- PROMPT -
Could you count the lines below that include the word "derive" and give only the number?

#### DATA SHOWN ####

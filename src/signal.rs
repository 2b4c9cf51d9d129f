//! Implementations for different ways of driving the six JTAG lines live here.
//! Hardware adapters should implement the `SignalIo` trait.
pub mod gpio;
#[cfg(feature = "std")]
pub mod ft232r;
pub mod sim;

/// The six logical lines of the MSP430 4-wire JTAG port.  Names are as seen
/// in the interface reference, viewed from the target's perspective: TDI is
/// data *into* the target and doubles as the TCLK input, TDO is data out of
/// the target, RST and TEST select the JTAG entry mode on parts that share
/// the JTAG pins with GPIO.
#[derive(Clone, Copy, PartialEq, Eq, Debug)]
pub enum Signal {
    Rst,
    Tms,
    Tck,
    Tdi,
    Tdo,
    Test,
}

pub trait SignalIo {
    /// Put all six lines into their defined roles: RST, TMS, TCK, TDI and
    /// TEST driven low, TDO an input with a pulldown.  Called once before
    /// the JTAG entry sequence.
    fn configure(&mut self);
    /// Drive `sig` high or low.  Only meaningful for the five output lines.
    fn set(&mut self, sig: Signal, level: bool);
    /// Sample `sig`.  Only TDO is guaranteed to be readable.
    fn get(&mut self, sig: Signal) -> bool;
    /// Hold for at least `us` microseconds.  The fuse check requires a TMS
    /// low phase of 5us or more; everything else has no minimum timing.
    fn delay_us(&mut self, us: u32);
}

/// Which bit of an 8-bit bitbang word each signal is wired to.  The driver
/// never assumes a fixed pin numbering; adapters that multiplex all six
/// lines onto one port take one of these at construction time.
#[derive(Clone, Copy, Debug)]
pub struct PinMap {
    pub rst: u8,
    pub tms: u8,
    pub tck: u8,
    pub tdi: u8,
    pub tdo: u8,
    pub test: u8,
}

impl PinMap {
    pub fn bit(&self, sig: Signal) -> u8 {
        match sig {
            Signal::Rst => self.rst,
            Signal::Tms => self.tms,
            Signal::Tck => self.tck,
            Signal::Tdi => self.tdi,
            Signal::Tdo => self.tdo,
            Signal::Test => self.test,
        }
    }

    /// Mask of the five driven lines, for adapters that configure output
    /// direction as a bitmask.
    pub fn output_mask(&self) -> u8 {
        1 << self.rst | 1 << self.tms | 1 << self.tck | 1 << self.tdi | 1 << self.test
    }
}
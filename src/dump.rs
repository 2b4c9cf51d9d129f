//! Host-side reporting: hex dumps of target memory and sequential
//! disassembly listings, written to a pluggable text sink.  Both flows
//! expect the target to be acquired and halted already.
use alloc::format;
use alloc::string::String;
use log::info;

use crate::control::Target;
use crate::disasm;
use crate::signal::SignalIo;

/// Anywhere text can go: a UART backchannel, a display, stdout, or a
/// plain `String`.  No framing beyond the literal text.
pub trait TextSink {
    fn write(&mut self, text: &str);
}

impl TextSink for String {
    fn write(&mut self, text: &str) {
        self.push_str(text);
    }
}

/// Adapter for any [`std::io::Write`] destination.  Write errors are
/// dropped; a sink has nowhere to report them.
#[cfg(feature = "std")]
pub struct WriteSink<W: std::io::Write>(pub W);

#[cfg(feature = "std")]
impl<W: std::io::Write> TextSink for WriteSink<W> {
    fn write(&mut self, text: &str) {
        let _ = self.0.write_all(text.as_bytes());
    }
}

/// Hex-dump the words in `[start, stop)`, eight per line with a leading
/// address.  Addresses are rounded down to word boundaries.
pub fn dump_words<T: SignalIo, S: TextSink>(
    target: &mut Target<T>,
    sink: &mut S,
    start: u16,
    stop: u16,
) {
    info!("dumping 0x{start:04X}..0x{stop:04X}");
    let mut addr = start & !1;
    let mut col = 0;
    while addr < stop {
        if col == 0 {
            sink.write(&format!("0x{addr:04X}:"));
        }
        sink.write(&format!(" 0x{:04X}", target.read_mem(addr)));
        col += 1;
        if col == 8 {
            sink.write("\n");
            col = 0;
        }
        addr = addr.wrapping_add(2);
        if addr == 0 {
            break; // ran off the top of the address space
        }
    }
    if col != 0 {
        sink.write("\n");
    }
}

/// Disassemble the instruction stream in `[start, stop)`, one line per
/// instruction.  The decode window reads up to two words past `stop`;
/// undecodable words come out as `ERROR` lines and the stream picks back
/// up on the following word.
pub fn disassemble<T: SignalIo, S: TextSink>(
    target: &mut Target<T>,
    sink: &mut S,
    start: u16,
    stop: u16,
) {
    info!("disassembling 0x{start:04X}..0x{stop:04X}");
    let mut addr = start & !1;
    while addr < stop {
        let code = [
            target.read_mem(addr),
            target.read_mem(addr.wrapping_add(2)),
            target.read_mem(addr.wrapping_add(4)),
        ];
        let decoded = disasm::next_instruction(&code, addr);
        sink.write(&format!("0x{addr:04X}  {}\n", decoded.text));
        if decoded.next_addr <= addr {
            break; // ran off the top of the address space
        }
        addr = decoded.next_addr;
    }
}
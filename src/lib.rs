//! This crate provides debug access to MSP430-family targets over their
//! 4-wire JTAG port, at a few levels of abstraction.  At the lowest level,
//! the `signal` module drives the six logical lines (RST, TMS, TCK, TDI,
//! TDO, TEST) through whatever hardware is available: direct GPIO, an
//! FTDI adapter in bitbang mode, or a simulated target for tests.  The
//! `SignalIo` trait is the seam new adapters implement.
//!
//! On top of that, `fsm` tracks the TAP state machine and provides the two
//! fundamental shift primitives (`ir_shift`, `dr_shift`) plus control of
//! TCLK, the virtual CPU clock multiplexed onto TDI.  `control` speaks the
//! target-control protocol: acquiring the CPU, synchronizing instruction
//! fetch, loading the PC, halting, resetting, and reading and writing the
//! memory space one word at a time.
//!
//! The `isa` and `disasm` modules are a pure decoder for the 16-bit
//! MSP430 instruction set; `dump` ties everything together into hex-dump
//! and disassembly-listing flows over a pluggable text sink.
//!
//! # Example
//! ```
//! use msp430_jtag::control::Target;
//! use msp430_jtag::fsm::JtagFsm;
//! use msp430_jtag::signal::sim::SimTarget;
//!
//! let mut sim = SimTarget::new();
//! sim.load(0xC000, &[0x4031, 0x0400]);
//!
//! let mut fsm = JtagFsm::new(sim);
//! fsm.init().expect("no target answered");
//! let mut target = Target::new(fsm);
//! target.acquire();
//! target.halt();
//! assert_eq!(target.read_mem(0xC000), 0x4031);
//! target.release_cpu();
//! target.release();
//! ```

#![no_std]

#[cfg(feature = "std")]
extern crate std;

extern crate alloc;

pub mod control;
pub mod disasm;
pub mod dump;
pub mod fsm;
pub mod isa;
pub mod signal;
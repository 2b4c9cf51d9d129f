//! Shift-register properties of the TAP driver, run against the simulated
//! target.
use msp430_jtag::fsm::{JtagFsm, IR_ADDR_16BIT, IR_BYPASS, JTAG_ID};
use msp430_jtag::signal::sim::SimTarget;
use msp430_jtag::signal::{Signal, SignalIo};

fn init_fsm() -> JtagFsm<SimTarget> {
    let mut fsm = JtagFsm::new(SimTarget::new());
    fsm.init().expect("init");
    fsm
}

#[test]
fn init_reaches_idle() {
    let mut fsm = JtagFsm::new(SimTarget::new());
    assert!(fsm.init().is_ok());
}

#[test]
fn ir_shift_always_captures_the_jtag_id() {
    let mut fsm = init_fsm();
    for value in 0..=255_u8 {
        assert_eq!(fsm.ir_shift(value), JTAG_ID);
    }
}

#[test]
fn dr_shift_returns_the_previous_word() {
    let mut fsm = init_fsm();
    fsm.ir_shift(IR_ADDR_16BIT);
    fsm.dr_shift(0);
    // one-shift latency: each call reads back the word before it
    assert_eq!(fsm.dr_shift(0x4411), 0x0000);
    assert_eq!(fsm.dr_shift(0xDEAD), 0x4411);
    assert_eq!(fsm.dr_shift(0xDEAD), 0xDEAD);
}

#[test]
fn address_register_retains_the_last_written_value() {
    let mut fsm = init_fsm();
    fsm.ir_shift(IR_ADDR_16BIT);
    fsm.dr_shift(0xBEEF);
    assert_eq!(fsm.dr_shift(0), 0xBEEF);
}

#[test]
fn bypass_is_a_one_clock_delay_line() {
    let mut fsm = init_fsm();
    fsm.ir_shift(IR_BYPASS);
    // bypass captures zero, then TDO follows TDI one TCK late
    assert_eq!(fsm.dr_shift(0x4411), 0x2208);
    assert_eq!(fsm.dr_shift(0x8EAD), 0x4756);
}

#[test]
fn shifts_restore_the_tclk_level_on_tdi() {
    let mut fsm = init_fsm();
    fsm.set_tclk();
    fsm.ir_shift(IR_ADDR_16BIT);
    assert!(fsm.io.get(Signal::Tdi));
    fsm.clr_tclk();
    fsm.dr_shift(0xAAAA);
    assert!(!fsm.io.get(Signal::Tdi));
}
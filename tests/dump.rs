//! Hex-dump and listing flows over the full driver stack.
use msp430_jtag::control::Target;
use msp430_jtag::dump;
use msp430_jtag::fsm::JtagFsm;
use msp430_jtag::signal::sim::SimTarget;

fn halted_target(sim: SimTarget) -> Target<SimTarget> {
    let mut fsm = JtagFsm::new(sim);
    fsm.init().expect("init");
    let mut target = Target::new(fsm);
    target.acquire();
    target.halt();
    target
}

#[test]
fn dump_words_formats_eight_per_line() {
    let mut sim = SimTarget::new();
    sim.load(0x0200, &[0x0001, 0x0002, 0x0003, 0x0004]);
    let mut target = halted_target(sim);

    let mut out = String::new();
    dump::dump_words(&mut target, &mut out, 0x0200, 0x0208);
    assert_eq!(out, "0x0200: 0x0001 0x0002 0x0003 0x0004\n");

    let mut out = String::new();
    dump::dump_words(&mut target, &mut out, 0x0200, 0x0214);
    assert_eq!(
        out,
        "0x0200: 0x0001 0x0002 0x0003 0x0004 0xFFFF 0xFFFF 0xFFFF 0xFFFF\n\
         0x0210: 0xFFFF 0xFFFF\n"
    );
}

#[test]
fn listing_resynchronizes_after_an_error() {
    let mut sim = SimTarget::new();
    sim.load(
        0xC000,
        &[0x40B2, 0x5A80, 0x0120, 0x0DEA, 0x3FFF],
    );
    let mut target = halted_target(sim);

    let mut out = String::new();
    dump::disassemble(&mut target, &mut out, 0xC000, 0xC00A);
    assert_eq!(
        out,
        "0xC000  MOV.W #0x5A80 &0x0120\n\
         0xC006  ERROR\n\
         0xC008  JMP 0xC008\n"
    );
}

####

- TASK SOLUTION -
2